Tea has been valued by societies throughout history, around the world. In colonial America, tea became so synonymous with quality of life that colonists used it to make political statements, such as the Boston Tea Party in 1773. 

Although “tea” technically refers to the tea shrub, C. sinensis, today the term also is used to describe a variety of aromatic plants brewed into health tonics and refreshing drinks.

Because tea is a powerful antioxidant, it also has become a key ingredient in natural skin- and hair-care products. Japanese research has shown tea to be effective against free radicals, which cause our bodies to age. Tea also offers beauty benefits: You can use it to cleanse skin, soothe sunburn, highlight hair, relax muscles and calm puffy eyes. Here are some of my favorite ways to apply tea’s rejuvenating powers to skin and hair.  

Terrific Tea Tips

Try these six easy ways to look and feel your best with tea:

1. Reduce under-eye puffiness by placing two cool tea bags over each eye; relax for 10 to 15 minutes.
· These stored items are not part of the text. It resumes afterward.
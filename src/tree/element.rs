//! Element: one node of the rendered tree, plus its property bag.
//!
//! Builders turn resolved [`Props`] and rendered children into an
//! [`Element`]. Event properties hold a [`Trigger`] rather than a value, so an
//! element tree is inert until the host fires one.

use std::collections::btree_map;
use std::collections::{BTreeMap, BTreeSet};

use serde_json::Value;

use crate::geometry::{Alignment, Color, Shape, Spacing};
use crate::render::trigger::Trigger;

// ---------------------------------------------------------------------------
// Props
// ---------------------------------------------------------------------------

/// A resolved property: a plain JSON value or a bound event trigger.
#[derive(Debug, Clone, PartialEq)]
pub enum PropValue {
    Value(Value),
    Trigger(Trigger),
}

/// Resolved property bag handed to builders. Keys are kept sorted.
#[derive(Debug, Clone, Default, PartialEq)]
pub struct Props {
    entries: BTreeMap<String, PropValue>,
}

impl Props {
    pub fn new() -> Self {
        Self::default()
    }

    pub fn get(&self, key: &str) -> Option<&PropValue> {
        self.entries.get(key)
    }

    /// The plain value under `key` (`None` for triggers).
    pub fn value(&self, key: &str) -> Option<&Value> {
        match self.entries.get(key)? {
            PropValue::Value(v) => Some(v),
            PropValue::Trigger(_) => None,
        }
    }

    /// The string value under `key`.
    pub fn str(&self, key: &str) -> Option<&str> {
        self.value(key).and_then(Value::as_str)
    }

    /// The trigger bound under `key` (e.g. `onTap`).
    pub fn trigger(&self, key: &str) -> Option<&Trigger> {
        match self.entries.get(key)? {
            PropValue::Trigger(t) => Some(t),
            PropValue::Value(_) => None,
        }
    }

    pub fn insert_value(&mut self, key: impl Into<String>, value: Value) {
        self.entries.insert(key.into(), PropValue::Value(value));
    }

    pub fn insert_trigger(&mut self, key: impl Into<String>, trigger: Trigger) {
        self.entries.insert(key.into(), PropValue::Trigger(trigger));
    }

    pub fn remove(&mut self, key: &str) -> Option<PropValue> {
        self.entries.remove(key)
    }

    pub fn contains(&self, key: &str) -> bool {
        self.entries.contains_key(key)
    }

    pub fn iter(&self) -> btree_map::Iter<'_, String, PropValue> {
        self.entries.iter()
    }

    /// Names of all bound triggers.
    pub fn trigger_keys(&self) -> impl Iterator<Item = &str> {
        self.entries.iter().filter_map(|(k, v)| match v {
            PropValue::Trigger(_) => Some(k.as_str()),
            PropValue::Value(_) => None,
        })
    }

    pub fn len(&self) -> usize {
        self.entries.len()
    }

    pub fn is_empty(&self) -> bool {
        self.entries.is_empty()
    }
}

impl<'a> IntoIterator for &'a Props {
    type Item = (&'a String, &'a PropValue);
    type IntoIter = btree_map::Iter<'a, String, PropValue>;

    fn into_iter(self) -> Self::IntoIter {
        self.entries.iter()
    }
}

// ---------------------------------------------------------------------------
// ElementStyle
// ---------------------------------------------------------------------------

/// Typed visual properties resolved by a builder.
#[derive(Debug, Clone, Default, PartialEq)]
pub struct ElementStyle {
    pub padding: Spacing,
    pub margin: Spacing,
    pub color: Option<Color>,
    pub background: Option<Color>,
    pub alignment: Option<Alignment>,
    pub shape: Shape,
    /// Flex layout derived from the properties above.
    pub layout: taffy::Style,
}

// ---------------------------------------------------------------------------
// Element
// ---------------------------------------------------------------------------

/// One node of the rendered tree.
#[derive(Debug, Clone, PartialEq)]
pub struct Element {
    /// The widget type tag this element was built for.
    pub widget_type: String,
    pub props: Props,
    pub style: ElementStyle,
    pub children: Vec<Element>,
    /// Set when no builder was registered for `widget_type`.
    pub placeholder: bool,
    /// State keys read anywhere in this subtree; drives partial re-render.
    pub(crate) reads: BTreeSet<String>,
}

impl Element {
    /// Create an element with no props, style or children.
    pub fn new(widget_type: impl Into<String>) -> Self {
        Self {
            widget_type: widget_type.into(),
            props: Props::new(),
            style: ElementStyle::default(),
            children: Vec::new(),
            placeholder: false,
            reads: BTreeSet::new(),
        }
    }

    /// A visibly marked stand-in for an unregistered type. Keeps the original
    /// type tag, properties and children.
    pub fn placeholder(widget_type: impl Into<String>, props: Props, children: Vec<Element>) -> Self {
        Self {
            props,
            children,
            placeholder: true,
            ..Self::new(widget_type)
        }
    }

    /// Set props (builder).
    pub fn with_props(mut self, props: Props) -> Self {
        self.props = props;
        self
    }

    /// Set style (builder).
    pub fn with_style(mut self, style: ElementStyle) -> Self {
        self.style = style;
        self
    }

    /// Set children (builder).
    pub fn with_children(mut self, children: Vec<Element>) -> Self {
        self.children = children;
        self
    }

    /// Whether this element stands in for an unknown widget type.
    pub fn is_placeholder(&self) -> bool {
        self.placeholder
    }

    /// The `id` property, if it is a string.
    pub fn id(&self) -> Option<&str> {
        self.props.str("id")
    }

    /// State keys read by this subtree.
    pub fn reads(&self) -> &BTreeSet<String> {
        &self.reads
    }

    /// Depth-first, pre-order walk of this subtree (including `self`).
    pub fn walk(&self) -> Vec<&Element> {
        let mut out = Vec::new();
        let mut stack = vec![self];
        while let Some(el) = stack.pop() {
            out.push(el);
            stack.extend(el.children.iter().rev());
        }
        out
    }

    /// First element in pre-order whose `id` property equals `id`.
    pub fn find_by_id(&self, id: &str) -> Option<&Element> {
        self.walk().into_iter().find(|el| el.id() == Some(id))
    }

    /// All elements of a widget type, in pre-order.
    pub fn find_by_type(&self, widget_type: &str) -> Vec<&Element> {
        self.walk()
            .into_iter()
            .filter(|el| el.widget_type == widget_type)
            .collect()
    }

    /// Number of elements in this subtree (including `self`).
    pub fn count(&self) -> usize {
        1 + self.children.iter().map(Element::count).sum::<usize>()
    }
}

#[cfg(test)]
mod tests {
    use super::*;
    use serde_json::json;

    fn tree() -> Element {
        let mut a_props = Props::new();
        a_props.insert_value("id", json!("a"));
        let mut c_props = Props::new();
        c_props.insert_value("id", json!("c"));
        Element::new("Column").with_children(vec![
            Element::new("Row")
                .with_props(a_props)
                .with_children(vec![Element::new("Text"), Element::new("Text").with_props(c_props)]),
            Element::new("Text"),
        ])
    }

    #[test]
    fn props_value_access() {
        let mut props = Props::new();
        props.insert_value("label", json!("Go"));
        props.insert_value("size", json!(3));
        assert_eq!(props.str("label"), Some("Go"));
        assert_eq!(props.str("size"), None);
        assert_eq!(props.value("size"), Some(&json!(3)));
        assert!(props.trigger("label").is_none());
        assert_eq!(props.len(), 2);
        assert!(props.remove("size").is_some());
        assert!(!props.contains("size"));
    }

    #[test]
    fn props_iterate_sorted() {
        let mut props = Props::new();
        props.insert_value("z", json!(1));
        props.insert_value("a", json!(2));
        let keys: Vec<&String> = props.iter().map(|(k, _)| k).collect();
        assert_eq!(keys, vec!["a", "z"]);
    }

    #[test]
    fn walk_is_preorder() {
        let t = tree();
        let order: Vec<&str> = t.walk().iter().map(|e| e.widget_type.as_str()).collect();
        assert_eq!(order, vec!["Column", "Row", "Text", "Text", "Text"]);
        assert_eq!(t.count(), 5);
    }

    #[test]
    fn find_helpers() {
        let t = tree();
        assert_eq!(t.find_by_id("c").unwrap().widget_type, "Text");
        assert_eq!(t.find_by_id("a").unwrap().widget_type, "Row");
        assert!(t.find_by_id("zzz").is_none());
        assert_eq!(t.find_by_type("Text").len(), 3);
    }

    #[test]
    fn placeholder_keeps_tag_and_children() {
        let p = Element::placeholder("Unknown", Props::new(), vec![Element::new("Text")]);
        assert!(p.is_placeholder());
        assert_eq!(p.widget_type, "Unknown");
        assert_eq!(p.children.len(), 1);
        assert!(!Element::new("Text").is_placeholder());
    }
}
2. Soothe an insect bite or cut by placing a green tea bag over the affected area. The tea will reduce itching and swelling.

3. For a bad sunburn, try a tea bath. Hang four or five oolong, jasmine or green tea bags under your bath spout as you fill your tub. Soak in the fragrant, warm water.
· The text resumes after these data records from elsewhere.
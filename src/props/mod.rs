//! Property resolution: JSON values -> typed primitives, bindings, layout.
//!
//! - [`parse`]: spacing/color/alignment/shape shorthands with numeric coercion.
//! - [`template`]: `${key}` binding substitution against the view state.
//! - [`layout`]: typed primitives -> [`taffy::Style`].

pub mod layout;
pub mod parse;
pub mod template;

pub use layout::{build_style, LayoutInput};
pub use parse::{
    parse_alignment, parse_bool, parse_border_radius, parse_color, parse_number, parse_shape,
    parse_spacing, try_parse_alignment, try_parse_border_radius, try_parse_color, try_parse_number,
    try_parse_shape, try_parse_spacing, PropertyError,
};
4. If you use henna to color your hair, use tea instead of water when mixing your paste for a richer color. Try black or Ceylon tea if you are brunette, use chamomile if you are blonde.

5. Use herbal tea blends as simple skin fresheners and toners. Make a strong infusion and pour into a clean spray bottle. Mint tea has an uplifting fragrance.
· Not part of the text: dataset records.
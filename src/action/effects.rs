//! External collaborators the engine drives.
//!
//! Navigation and validation are synchronous. Auth and network are the only
//! suspension points in a chain, so they are async traits.

use std::collections::BTreeMap;
use std::fmt;
use std::sync::Arc;

use async_trait::async_trait;
use serde::{Deserialize, Serialize};
use serde_json::Value;

use super::descriptor::HttpMethod;

// ---------------------------------------------------------------------------
// Data
// ---------------------------------------------------------------------------

/// An authenticated session as reported by the auth backend.
#[derive(Debug, Clone, PartialEq, Serialize, Deserialize)]
pub struct Session {
    pub token: String,
    #[serde(default)]
    pub user: Value,
}

/// A completed network exchange. Any status may come back here; the engine
/// decides what counts as success.
#[derive(Debug, Clone, PartialEq, Serialize, Deserialize)]
pub struct Response {
    pub status: u16,
    #[serde(default)]
    pub body: Value,
}

impl Response {
    pub fn new(status: u16, body: Value) -> Self {
        Self { status, body }
    }

    pub fn ok(body: Value) -> Self {
        Self::new(200, body)
    }

    /// Statuses below 400 count as success.
    pub fn is_success(&self) -> bool {
        self.status < 400
    }
}

/// Outcome of validating one form field.
#[derive(Debug, Clone, PartialEq, Default, Serialize, Deserialize)]
pub struct ValidationResult {
    pub valid: bool,
    /// Field id -> message.
    #[serde(default)]
    pub errors: BTreeMap<String, String>,
}

impl ValidationResult {
    pub fn valid() -> Self {
        Self {
            valid: true,
            errors: BTreeMap::new(),
        }
    }

    pub fn invalid(field_id: impl Into<String>, message: impl Into<String>) -> Self {
        Self {
            valid: false,
            errors: BTreeMap::from([(field_id.into(), message.into())]),
        }
    }
}

#[derive(Debug, Clone, PartialEq, thiserror::Error)]
pub enum AuthError {
    #[error("invalid credentials")]
    InvalidCredentials,
    #[error("auth backend error: {0}")]
    Backend(String),
}

#[derive(Debug, Clone, PartialEq, thiserror::Error)]
pub enum NetworkError {
    #[error("request timed out")]
    Timeout,
    #[error("connection failed: {0}")]
    Connection(String),
}

// ---------------------------------------------------------------------------
// Traits
// ---------------------------------------------------------------------------

pub trait Navigator: Send + Sync {
    fn navigate(&self, target: &str, replace: bool);
}

#[async_trait]
pub trait AuthBackend: Send + Sync {
    async fn login(&self, email: &str, password: &str) -> Result<Session, AuthError>;
    async fn logout(&self);
}

#[async_trait]
pub trait NetworkBackend: Send + Sync {
    async fn request(
        &self,
        method: HttpMethod,
        endpoint: &str,
        body: Option<&Value>,
    ) -> Result<Response, NetworkError>;
}

/// Validates one form field given its current input value.
pub trait FieldValidator: Send + Sync {
    fn validate(&self, field_id: &str, value: &str) -> ValidationResult;
}

// ---------------------------------------------------------------------------
// Effects
// ---------------------------------------------------------------------------

/// The full set of collaborators handed to an engine.
#[derive(Clone)]
pub struct Effects {
    pub navigator: Arc<dyn Navigator>,
    pub auth: Arc<dyn AuthBackend>,
    pub network: Arc<dyn NetworkBackend>,
    pub validator: Arc<dyn FieldValidator>,
}

impl Effects {
    pub fn new(
        navigator: Arc<dyn Navigator>,
        auth: Arc<dyn AuthBackend>,
        network: Arc<dyn NetworkBackend>,
        validator: Arc<dyn FieldValidator>,
    ) -> Self {
        Self {
            navigator,
            auth,
            network,
            validator,
        }
    }
}

impl fmt::Debug for Effects {
    fn fmt(&self, f: &mut fmt::Formatter<'_>) -> fmt::Result {
        f.debug_struct("Effects").finish_non_exhaustive()
    }
}

#[cfg(test)]
mod tests {
    use super::*;
    use serde_json::json;

    #[test]
    fn response_success_threshold() {
        assert!(Response::ok(json!({})).is_success());
        assert!(Response::new(302, Value::Null).is_success());
        assert!(!Response::new(400, Value::Null).is_success());
        assert!(!Response::new(503, Value::Null).is_success());
    }

    #[test]
    fn validation_result_helpers() {
        assert!(ValidationResult::valid().valid);
        let bad = ValidationResult::invalid("email", "required");
        assert!(!bad.valid);
        assert_eq!(bad.errors.get("email").map(String::as_str), Some("required"));
    }

    #[test]
    fn validation_result_deserializes() {
        let r: ValidationResult =
            serde_json::from_value(json!({"valid": false, "errors": {"email": "required"}})).unwrap();
        assert_eq!(r, ValidationResult::invalid("email", "required"));
    }
}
6. A great way to relax or practice simple meditation is with a cup of tea. Start your day with a cup, or take a tea break to refocus during hectic times.

Terrific Tea Recipes

English Tea Astringent
Green Tea Skin Soother
Herbal Tub Tea
Mint Tea Scalp Toner
German Chamomile Tea Soother
Highlighting Herbal Hair Rinses
Sweet Feet 

 

English Tea Astringent
Makes 4 ounces

In England, tea is much more than just a popular beverage; it is part of the culture and has become an important part of the beauty scene.

Try this mild astringent toner to keep your complexion clean, smooth and glowing.

•¼ cup boiling water
•2 tea bags of your choice (green, orange pekoe, Earl Grey and jasmine are nice)
•¼ cup witch hazel extract

1. Pour boiling water over tea bags. Steep at least 1 hour to make a strong infusion.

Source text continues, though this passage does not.